Web server benchmarking is the process of estimating a web server performance in order to find if the server can serve sufficiently high workload.

Key parameters
The performance is usually measured in terms of:
Number of requests that can be served per second (depending on the type of request, etc.);
Latency response time in milliseconds for each new connection or request;
Throughput in bytes per second (depending on file size, cached or not cached content, available network bandwidth, etc.).
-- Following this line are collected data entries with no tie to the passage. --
//! Command types for the Elm-style architecture
//!
//! Commands represent side effects that should be performed after an update.

use crate::keymap::{parse_token, Action, ActionGroup, ActionInfo, KeyBindingTable, ACTIONS};

// ============================================================================
// Command Palette Registry
// ============================================================================

/// Subsequence match of `query` in `target`, case-insensitive
///
/// Runs of consecutive hits, hits at word starts and a hit on the first
/// character earn bonus points. `None` when some query char is missing.
fn fuzzy_score(query: &str, target: &str) -> Option<i32> {
    let mut wanted = query.chars().flat_map(char::to_lowercase).peekable();
    let mut score = 0;
    let mut run = false;
    let mut word_start = true;

    for (i, c) in target.chars().flat_map(char::to_lowercase).enumerate() {
        let Some(&next) = wanted.peek() else {
            break;
        };
        if c == next {
            wanted.next();
            score += 1 + if run { 2 } else { 0 } + if word_start { 3 } else { 0 };
            if i == 0 {
                score += 5;
            }
            run = true;
        } else {
            run = false;
        }
        word_start = matches!(c, ' ' | '_' | '-');
    }

    wanted.peek().is_none().then_some(score)
}

/// Actions offered by the command palette
fn palette_actions() -> impl Iterator<Item = &'static ActionInfo> {
    // Focus actions only make sense from a key chord inside a split
    ACTIONS
        .iter()
        .filter(|info| info.action != Action::CommandPalette && info.action.focus_direction().is_none())
}

/// Filter palette actions by a search query (fuzzy match on description)
pub fn filter_actions(query: &str) -> Vec<&'static ActionInfo> {
    if query.is_empty() {
        return palette_actions().collect();
    }

    let mut matches: Vec<(&'static ActionInfo, i32)> = palette_actions()
        .filter_map(|info| {
            let by_description = fuzzy_score(query, info.description);
            let by_name = fuzzy_score(query, info.name);
            by_description.max(by_name).map(|score| (info, score))
        })
        .collect();

    // Sort by score descending (best matches first), stable for ties
    matches.sort_by(|a, b| b.1.cmp(&a.1));

    matches.into_iter().map(|(info, _)| info).collect()
}

/// Human-readable keys bound to an action, e.g. `Ctrl+Y / Ctrl+Shift+Z`
pub fn key_display(keymap: &KeyBindingTable, action: Action) -> String {
    keymap
        .keys_for(action)
        .iter()
        .map(|token| match parse_token(token) {
            Ok(stroke) => stroke.display_string(),
            Err(_) => token.clone(),
        })
        .collect::<Vec<_>>()
        .join(" / ")
}

fn group_title(group: ActionGroup) -> &'static str {
    match group {
        ActionGroup::FileOps => "File",
        ActionGroup::EditOps => "Edit",
        ActionGroup::SearchNav => "Search and navigation",
        ActionGroup::ViewOps => "View",
        ActionGroup::TabOps => "Tabs",
        ActionGroup::SplitNav => "Split view",
    }
}

/// Help window text: every action with its current keys, grouped
pub fn help_lines(keymap: &KeyBindingTable) -> Vec<String> {
    let mut lines = Vec::new();
    let mut group = None;
    for info in ACTIONS {
        if group != Some(info.group) {
            if group.is_some() {
                lines.push(String::new());
            }
            lines.push(format!("{}:", group_title(info.group)));
            group = Some(info.group);
        }
        let keys = key_display(keymap, info.action);
        let keys = if keys.is_empty() { "-".to_string() } else { keys };
        lines.push(format!("  {:<28} {}", keys, info.description));
    }
    lines
}

// ============================================================================
// Side-effect commands
// ============================================================================

/// Side effects returned from `update`
#[derive(Debug, Clone, Default, PartialEq, Eq)]
pub enum Cmd {
    /// No command - do nothing
    #[default]
    None,
    /// Request a full redraw of the UI
    Redraw,
    /// Request application exit
    Quit,
    /// Execute multiple commands
    Batch(Vec<Cmd>),
}

impl Cmd {
    /// Create a batch of commands
    pub fn batch(cmds: Vec<Cmd>) -> Self {
        Cmd::Batch(cmds)
    }

    /// Check if this command requires a redraw
    pub fn needs_redraw(&self) -> bool {
        match self {
            Cmd::None => false,
            Cmd::Redraw => true,
            // Quit doesn't need redraw - app is exiting
            Cmd::Quit => false,
            Cmd::Batch(cmds) => cmds.iter().any(|c| c.needs_redraw()),
        }
    }

    /// Check if this command (or any batched command) asks to exit
    pub fn is_quit(&self) -> bool {
        match self {
            Cmd::Quit => true,
            Cmd::Batch(cmds) => cmds.iter().any(|c| c.is_quit()),
            _ => false,
        }
    }
}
The measurements must be performed under a varying load of clients and requests per client.

Tools for benchmarking
Load testing (stress/performance testing) a web server can be performed using automation/analysis tools such as:
Apache JMeter, an open-source Java load testing tool
ApacheBench (or ab), a command line program bundled with Apache HTTP Server
Httperf, a command line program originally developed at HP Labs
Siege, an open-source web-server load testing and benchmarking tool
Curl-loader, a software performance testing open-source tool
OpenSTA, a GUI-based utility for Microsoft Windows-based operating systems
Wrk, an open-source C load testing tool

Web application benchmarks
Web application benchmarks measure the performance of application servers and database servers used to host web applications. TPC-W was a common benchmark emulating an online bookstore with synthetic workload generation.

References

External links
Microsoft's patterns & practices Performance Testing Guidance for Web Applications
Stress tools to test your Web server at Microsoft's knowledge base
Open Source Performance Testing tools
SPECweb2009 Release 1.20 Benchmark Design Document
HTTP(S) benchmark tools, testing/debugging
h2load - HTTP/2 benchmarking tool - HOW-TO

Benchmarks (computing)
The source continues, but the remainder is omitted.